Посадка. Чувство вины
Я помню, как моя собака-такса залезла на треугольную табуретку на кухне и съела гору оладий со стола. При моем приближении она отдирала судорожно последнюю, прилипшую, как обычно бывает, ко дну тарелки. Уже в падении, дожевывая оладушку, собака испытывала чувство вины. Потом она сутки не выходила из-под дивана и двое суток ходила, поджав хвост. При этом я никогда ее не бил. Только слово! “Дези, ну как тебе не стыдно?! Ай-ай-ай! Ты же красивая, образованная сука. Ай-ай-ай! У тебя лучшая форма головы в Москве! Ай-ай-ай!” Эти слова вжимали мою Дездемону в пол. Уши ее становились тяжелыми и казались еще длиннее. Взгляд был такой несчастный, что я сам начинал испытывать чувство вины. Выходит, оно есть не только у отдельных людей, но практически у всех собак.

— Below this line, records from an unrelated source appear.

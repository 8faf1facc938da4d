//! M3U playlist loader
//!
//! Plain and extended M3U: one path or URL per line, `#EXTINF:<secs>,<title>`
//! labels the following entry, other `#` lines are ignored. Relative paths
//! resolve against the playlist's directory.

use reprise_playlist::{MediaItem, PlaylistError, PlaylistLoader, Result};
use std::fs;
use std::path::Path;
use tracing::debug;

#[derive(Debug, Default, Clone, Copy)]
pub struct M3uLoader;

impl M3uLoader {
    /// Parse M3U `contents` read from `origin`
    pub fn parse(contents: &str, origin: &Path) -> Vec<MediaItem> {
        let base = origin.parent().unwrap_or_else(|| Path::new(""));
        let mut items = Vec::new();
        let mut label: Option<String> = None;

        for line in contents.lines() {
            let line = line.trim();
            if line.is_empty() {
                continue;
            }

            if let Some(info) = line.strip_prefix("#EXTINF:") {
                label = info
                    .split_once(',')
                    .map(|(_, title)| title.trim().to_string())
                    .filter(|title| !title.is_empty());
                continue;
            }
            if line.starts_with('#') {
                continue;
            }

            let path = if line.contains("://") || Path::new(line).is_absolute() {
                line.to_string()
            } else {
                base.join(line).to_string_lossy().into_owned()
            };

            let mut item = MediaItem::new(path);
            if let Some(label) = label.take() {
                item = item.with_label(label);
            }
            items.push(item);
        }

        items
    }
}

impl PlaylistLoader for M3uLoader {
    fn load(&self, item: &MediaItem) -> Result<Vec<MediaItem>> {
        let path = Path::new(&item.path);
        let ext = path
            .extension()
            .map(|e| e.to_string_lossy().to_ascii_lowercase());
        if !matches!(ext.as_deref(), Some("m3u" | "m3u8")) {
            return Err(PlaylistError::load_failed(
                item.redacted_path(),
                "unsupported playlist format",
            ));
        }

        let contents = fs::read_to_string(path)?;
        let items = Self::parse(&contents, path);
        debug!("Loaded {} entries from {}", items.len(), item.redacted_path());
        Ok(items)
    }
}
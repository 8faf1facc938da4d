//! Shuffle helpers for playlist randomization
//!
//! Fisher-Yates over the tail of a slice. Entries before the start
//! position are never moved, so the item that is playing (and the one
//! queued after it) can be protected from relocation.

use rand::seq::SliceRandom;
use rand::thread_rng;
use rand::Rng;

/// Shuffle `items[from..]` in place with the thread-local RNG
///
/// Returns `false` (and leaves the slice untouched) when `from` is past
/// the end.
pub fn shuffle_tail<T>(items: &mut [T], from: usize) -> bool {
    let mut rng = thread_rng();
    shuffle_tail_with(items, from, &mut rng)
}

/// Shuffle `items[from..]` in place with a caller-provided RNG
pub fn shuffle_tail_with<T, R: Rng + ?Sized>(items: &mut [T], from: usize, rng: &mut R) -> bool {
    if from >= items.len() {
        return false;
    }

    items[from..].shuffle(rng);
    true
}
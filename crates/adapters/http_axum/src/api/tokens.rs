//! Token catalog for configuration editors.

use axum::Json;
use axum::extract::Query;
use serde::Deserialize;
use serde_json::Value;

use badger_domain::token::{self, TokenOption};

use crate::error::ApiError;

#[derive(Debug, Deserialize)]
pub struct TokensQuery {
    /// Sample payload, as JSON, whose field paths should be offered.
    pub sample: Option<String>,
}

/// `GET /api/tokens?sample=…`: List insertable tokens.
pub async fn list(Query(query): Query<TokensQuery>) -> Result<Json<Vec<TokenOption>>, ApiError> {
    let sample = query
        .sample
        .filter(|raw| !raw.trim().is_empty())
        .map(|raw| serde_json::from_str::<Value>(&raw))
        .transpose()
        .map_err(|err| ApiError::BadRequest(format!("invalid sample payload: {err}")))?;
    Ok(Json(token::catalog(sample.as_ref())))
}
//! Port definitions: traits that adapters implement.
//!
//! Actions reach the outside world through these collaborators. They are
//! defined here (in `app`) so that the executor and the adapters can both
//! depend on them without creating circular dependencies.

pub mod api;
pub mod database;

pub use api::ApiClient;
pub use database::DatabaseRunner;
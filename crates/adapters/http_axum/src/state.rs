//! Shared application state for axum handlers.

use std::sync::Arc;

use badger_app::engine::EventActionEngine;
use badger_app::ports::{ApiClient, DatabaseRunner};

/// Application state shared across all axum handlers.
///
/// Generic over the collaborator types to avoid dynamic dispatch. `Clone` is
/// implemented manually so the collaborators themselves do not need to be
/// `Clone`; only the `Arc` is cloned.
pub struct AppState<D, A> {
    /// Rules and base executor.
    pub engine: Arc<EventActionEngine<D, A>>,
}

impl<D, A> Clone for AppState<D, A> {
    fn clone(&self) -> Self {
        Self {
            engine: Arc::clone(&self.engine),
        }
    }
}

impl<D, A> AppState<D, A>
where
    D: DatabaseRunner + Send + Sync + 'static,
    A: ApiClient + Send + Sync + 'static,
{
    /// Create a new application state around an engine.
    pub fn new(engine: EventActionEngine<D, A>) -> Self {
        Self {
            engine: Arc::new(engine),
        }
    }
}
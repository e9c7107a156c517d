//! Database port: runs `db` action requests.

use std::future::Future;

use badger_domain::action::DbRequest;
use badger_domain::error::BadgerError;

/// Executes database operations on behalf of `db` actions.
///
/// The request carries the action's `args` bag after templating; the
/// implementation decides what `command`, `function`, `procedure` and
/// `query` mean for its backend. Must be safe to call concurrently.
pub trait DatabaseRunner {
    /// Run one database operation.
    fn run_action(&self, request: DbRequest)
    -> impl Future<Output = Result<(), BadgerError>> + Send;
}

impl<T: DatabaseRunner + Send + Sync> DatabaseRunner for std::sync::Arc<T> {
    fn run_action(
        &self,
        request: DbRequest,
    ) -> impl Future<Output = Result<(), BadgerError>> + Send {
        (**self).run_action(request)
    }
}
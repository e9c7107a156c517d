//! Storage-specific error type wrapping sqlx errors.

use badger_domain::error::BadgerError;

/// Errors originating from the `SQLite` storage layer.
#[derive(Debug, thiserror::Error)]
pub enum StorageError {
    /// A query or connection failed.
    #[error("database error: {0}")]
    Database(#[from] sqlx::Error),

    /// The request names a command that is not configured.
    #[error("SQL command not found: {0}")]
    UnknownCommand(String),

    /// The request resolved to an empty statement.
    #[error("SQL command not found or query is empty")]
    EmptyQuery,

    /// `function` and `procedure` have no `SQLite` equivalent.
    #[error("sqlite does not support '{0}' operations")]
    Unsupported(&'static str),

    /// None of the operation keys `SQLite` understands is present.
    #[error("sqlite action requires 'command' or 'query'")]
    MissingOperation,
}

impl From<StorageError> for BadgerError {
    fn from(err: StorageError) -> Self {
        Self::Database(Box::new(err))
    }
}
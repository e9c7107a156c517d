//! Common error types used across the workspace.
//!
//! Each concern gets its own typed error; [`BadgerError`] unifies them via
//! `#[from]` so callers can use `?` across layers. Collaborator failures
//! (database, remote API) are boxed and rendered transparently so the host
//! sees them verbatim.

use std::fmt;

use crate::action::ActionKind;

/// Top-level error for everything an action run can report.
#[derive(Debug, thiserror::Error)]
pub enum BadgerError {
    /// The `{type, args}` record could not be turned into an action.
    #[error(transparent)]
    Config(#[from] ActionConfigError),

    /// A decoded action or rule violates its invariants.
    #[error(transparent)]
    Validation(#[from] ValidationError),

    /// The process backing an `exec` action failed.
    #[error(transparent)]
    Execution(#[from] ExecutionError),

    /// Error reported by the database collaborator.
    #[error(transparent)]
    Database(Box<dyn std::error::Error + Send + Sync>),

    /// Error reported by the remote API collaborator.
    #[error(transparent)]
    Api(Box<dyn std::error::Error + Send + Sync>),
}

/// Errors raised while building an action from its generic configuration.
#[derive(Debug, thiserror::Error)]
pub enum ActionConfigError {
    #[error("unknown action type: {0}")]
    UnknownType(String),

    #[error("failed to unmarshal args for action type '{kind}': {source}")]
    InvalidArgs {
        kind: ActionKind,
        #[source]
        source: serde_json::Error,
    },

    #[error("invalid action format: {0}")]
    InvalidShorthand(String),
}

/// Invariant violations caught by `validate()`.
#[derive(Debug, Clone, PartialEq, Eq, thiserror::Error)]
pub enum ValidationError {
    #[error("exec action requires a 'command'")]
    EmptyCommand,

    #[error("exec action 'args' are only supported when use_shell is set to false")]
    ShellArgs,

    #[error("db action requires one of 'command', 'function', 'procedure', or 'query'")]
    MissingDbOperation,

    #[error("api action requires an 'endpoint'")]
    MissingEndpoint,

    #[error("api action requires a 'method'")]
    MissingMethod,

    #[error("event action requires a 'name'")]
    EmptyName,

    #[error("event action '{0}' requires an 'event'")]
    EmptyEvent(String),

    #[error("event action '{0}' has no steps to run")]
    NoSteps(String),
}

/// Failures while running a child process.
#[derive(Debug, thiserror::Error)]
pub enum ExecutionError {
    #[error("failed to start '{program}': {source}")]
    Spawn {
        program: String,
        #[source]
        source: std::io::Error,
    },

    #[error("failed to read output of '{program}': {source}")]
    Capture {
        program: String,
        #[source]
        source: std::io::Error,
    },

    /// Non-zero exit. `output` is the trimmed combined stdout/stderr, if any.
    #[error("{status}{}", OutputSuffix(.output))]
    ProcessFailed {
        status: String,
        output: Option<String>,
    },
}

struct OutputSuffix<'a>(&'a Option<String>);

impl fmt::Display for OutputSuffix<'_> {
    fn fmt(&self, f: &mut fmt::Formatter<'_>) -> fmt::Result {
        match self.0 {
            Some(output) => write!(f, ": {output}"),
            None => Ok(()),
        }
    }
}
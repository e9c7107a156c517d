//! Configured event actions.

use axum::Json;
use axum::extract::State;

use badger_app::ports::{ApiClient, DatabaseRunner};
use badger_domain::rule::EventAction;

use crate::state::AppState;

/// `GET /api/rules`: List the configured event actions.
pub async fn list<D, A>(State(state): State<AppState<D, A>>) -> Json<Vec<EventAction>>
where
    D: DatabaseRunner + Send + Sync + 'static,
    A: ApiClient + Send + Sync + 'static,
{
    Json(state.engine.rules().to_vec())
}
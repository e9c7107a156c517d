//! # badger-adapter-http-axum
//!
//! HTTP adapter built on [axum](https://docs.rs/axum).
//!
//! ## Responsibilities
//! - Receive events over HTTP (`POST /api/events`) and dispatch them to the
//!   event action engine
//! - Run single actions on demand (`POST /api/actions/run`,
//!   `POST /api/actions/trigger`)
//! - Expose the configured rules and the token catalog for editors
//! - Map engine results and errors into JSON responses
//!
//! ## Dependency rule
//! Depends on `badger-app` (for the engine and port traits) and
//! `badger-domain` (for domain types used in request/response mapping).
//! Never leaks axum types into the domain.

pub mod api;
pub mod error;
pub mod router;
pub mod state;
//! API client port: raw calls against the remote API.

use std::collections::BTreeMap;
use std::future::Future;

use badger_domain::error::BadgerError;

/// Issues HTTP requests on behalf of `api` actions.
pub trait ApiClient {
    /// Send `method endpoint` with `data` as the body and return the raw
    /// response body.
    fn raw_request(
        &self,
        method: &str,
        endpoint: &str,
        data: &BTreeMap<String, String>,
    ) -> impl Future<Output = Result<Vec<u8>, BadgerError>> + Send;
}

impl<T: ApiClient + Send + Sync> ApiClient for std::sync::Arc<T> {
    fn raw_request(
        &self,
        method: &str,
        endpoint: &str,
        data: &BTreeMap<String, String>,
    ) -> impl Future<Output = Result<Vec<u8>, BadgerError>> + Send {
        (**self).raw_request(method, endpoint, data)
    }
}
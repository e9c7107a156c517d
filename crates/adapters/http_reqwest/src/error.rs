//! Errors raised by the remote API client.

use badger_domain::error::BadgerError;

/// Errors originating from the remote API adapter.
#[derive(Debug, thiserror::Error)]
pub enum HttpClientError {
    /// Building the client or sending the request failed.
    #[error("request failed: {0}")]
    Transport(#[from] reqwest::Error),

    /// Only `GET`, `POST`, `PATCH` and `DELETE` are supported.
    #[error("unsupported HTTP method: {0}")]
    UnsupportedMethod(String),

    /// The API answered with a non-success status.
    #[error("unexpected status {status}: {preview}")]
    UnexpectedStatus { status: u16, preview: String },
}

impl From<HttpClientError> for BadgerError {
    fn from(err: HttpClientError) -> Self {
        Self::Api(Box::new(err))
    }
}
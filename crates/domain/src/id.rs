//! Typed identifier for dispatched events.

use std::fmt;
use std::str::FromStr;

use serde::{Deserialize, Serialize};

/// Unique identifier for one event occurrence, used to correlate the
/// action runs it triggered.
#[derive(Debug, Clone, Copy, PartialEq, Eq, Hash, Serialize, Deserialize)]
pub struct EventId(uuid::Uuid);

impl Default for EventId {
    fn default() -> Self {
        Self(uuid::Uuid::new_v4())
    }
}

impl EventId {
    /// Generate a new random identifier.
    #[must_use]
    pub fn new() -> Self {
        Self::default()
    }
}

impl fmt::Display for EventId {
    fn fmt(&self, f: &mut fmt::Formatter<'_>) -> fmt::Result {
        self.0.fmt(f)
    }
}

impl FromStr for EventId {
    type Err = uuid::Error;

    fn from_str(s: &str) -> Result<Self, Self::Err> {
        uuid::Uuid::parse_str(s).map(Self)
    }
}

#[cfg(test)]
mod tests {
    use super::*;

    #[test]
    fn should_generate_distinct_ids() {
        assert_ne!(EventId::new(), EventId::new());
    }

    #[test]
    fn should_parse_displayed_id() {
        let id = EventId::new();
        let parsed: EventId = id.to_string().parse().unwrap();
        assert_eq!(parsed, id);
    }
}
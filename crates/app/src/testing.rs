//! In-memory fakes for the ports, shared by the unit tests.

use std::collections::BTreeMap;
use std::future::Future;
use std::sync::Mutex;

use badger_domain::action::DbRequest;
use badger_domain::error::BadgerError;

use crate::ports::{ApiClient, DatabaseRunner};

/// Records every request and optionally fails them all.
#[derive(Debug, Default)]
pub struct RecordingDatabase {
    pub requests: Mutex<Vec<DbRequest>>,
    pub fail_with: Option<String>,
}

impl RecordingDatabase {
    pub fn failing(message: &str) -> Self {
        Self {
            fail_with: Some(message.to_string()),
            ..Self::default()
        }
    }

    pub fn requests(&self) -> Vec<DbRequest> {
        self.requests.lock().unwrap().clone()
    }
}

impl DatabaseRunner for RecordingDatabase {
    fn run_action(
        &self,
        request: DbRequest,
    ) -> impl Future<Output = Result<(), BadgerError>> + Send {
        self.requests.lock().unwrap().push(request);
        let result = match &self.fail_with {
            Some(message) => Err(BadgerError::Database(message.clone().into())),
            None => Ok(()),
        };
        async { result }
    }
}

#[derive(Debug, Clone, PartialEq, Eq)]
pub struct RecordedCall {
    pub method: String,
    pub endpoint: String,
    pub data: BTreeMap<String, String>,
}

#[derive(Debug, Default)]
pub struct RecordingApi {
    pub calls: Mutex<Vec<RecordedCall>>,
    pub fail_with: Option<String>,
}

impl RecordingApi {
    pub fn failing(message: &str) -> Self {
        Self {
            fail_with: Some(message.to_string()),
            ..Self::default()
        }
    }

    pub fn calls(&self) -> Vec<RecordedCall> {
        self.calls.lock().unwrap().clone()
    }
}

impl ApiClient for RecordingApi {
    fn raw_request(
        &self,
        method: &str,
        endpoint: &str,
        data: &BTreeMap<String, String>,
    ) -> impl Future<Output = Result<Vec<u8>, BadgerError>> + Send {
        self.calls.lock().unwrap().push(RecordedCall {
            method: method.to_string(),
            endpoint: endpoint.to_string(),
            data: data.clone(),
        });
        let result = match &self.fail_with {
            Some(message) => Err(BadgerError::Api(message.clone().into())),
            None => Ok(b"{}".to_vec()),
        };
        async { result }
    }
}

И все же возвращаюсь к первому вопросу. С моим немецким другом Райнхардом Круммом я познакомился в начале 90-х. Он работал журналистом в Москве и был во всех тогда многочисленных наших родных, кровных “горячих точках”. Я знал, что Райнхард, кроме европейских языков и русского, говорит на иврите, который выучил в Израиле, где работал в кибуце. Зачем ему это надо было? “Чувство вины… Мой отец воевал. Меня мучило чувство вины…” Я думаю, чувство вины привело Райнхарда и в Россию, помогало ему изучать историю в Ленинградском университете, водило его рукой девять лет, когда он писал книгу о жизни великого писателя Исаака Бабеля. Чувство вины… Один мой пациент в прошлом был резидентом. В своей жизни он прожил как минимум пять. Художник, коммерсант, ученый, журналист… Это все его легенды. Он жил везде – от Европы до Африки. Однажды он зашел где-то на чужбине в русскую церковь и стал молиться. А за ним уже был хвост. Он засыпался. Это было началом его психоза. Разведчика взяли. Потом поменяли. Потом лечили. Потом он периодически впадал в депрессию. Очередная и явилась причиной нашей встречи. У него было чувство вины перед Родиной. Своего сына он отправил служить на тогда самую опасную границу – с Китаем. Он хотел, чтобы сын искупил его вину. Две истории про то, что “сын за отца не отвечает”.
Или отвечает? Веселый французский тромбонист приехал на гастроли в Израиль в составе большого оркестра. После концерта он сильно расслабился, изрядно перебрав местного пива. Расплачивался по карточке. На чеке шутник расписался: “Адольф Гитлер”. У него не было никакого чувства вины, как не было и чувства такта. На следующий день об этом написали все газеты Израиля. Тромбониста выгнали отовсюду, откуда только можно было выгнать. Его оркестр отвернулся от него. А тромбон – это не тот инструмент, с которым можно давать сольные концерты. Ни в какие оркестры музыканта нигде не брали. Интересно, возникло ли у него чувство вины? Или оно должно было возникнуть у всех остальных?
Совсем недавно я снова слетал в Израиль. Опять же к своему другу Славе, которого знаю около тридцати лет. Надо сказать, что эта цифра сыграла определенную роль. Когда перед отлетом в аэропорту в Тель-Авиве я проходил таможню и паспортный контроль, из огромной очереди я был единственным человеком, которого службы безопасности пропустили без осмотра багажа. Это в Израиле-то! Мне задавали очень много вопросов, Слава отвечал на иврите. И последний вопрос был такой: “Сколько вы знакомы?” И Слава сказал: “Тридцать лет”. Девушке-пограничнице было явно меньше, и, видимо, эта цифра ее срубила. И она сказала: “Идите сразу на регистрацию”. И даже не пропустила мою ручную кладь через сканер. То есть к паспортному контролю я лихо прошел с чемоданчиком и сел с ним в самолет.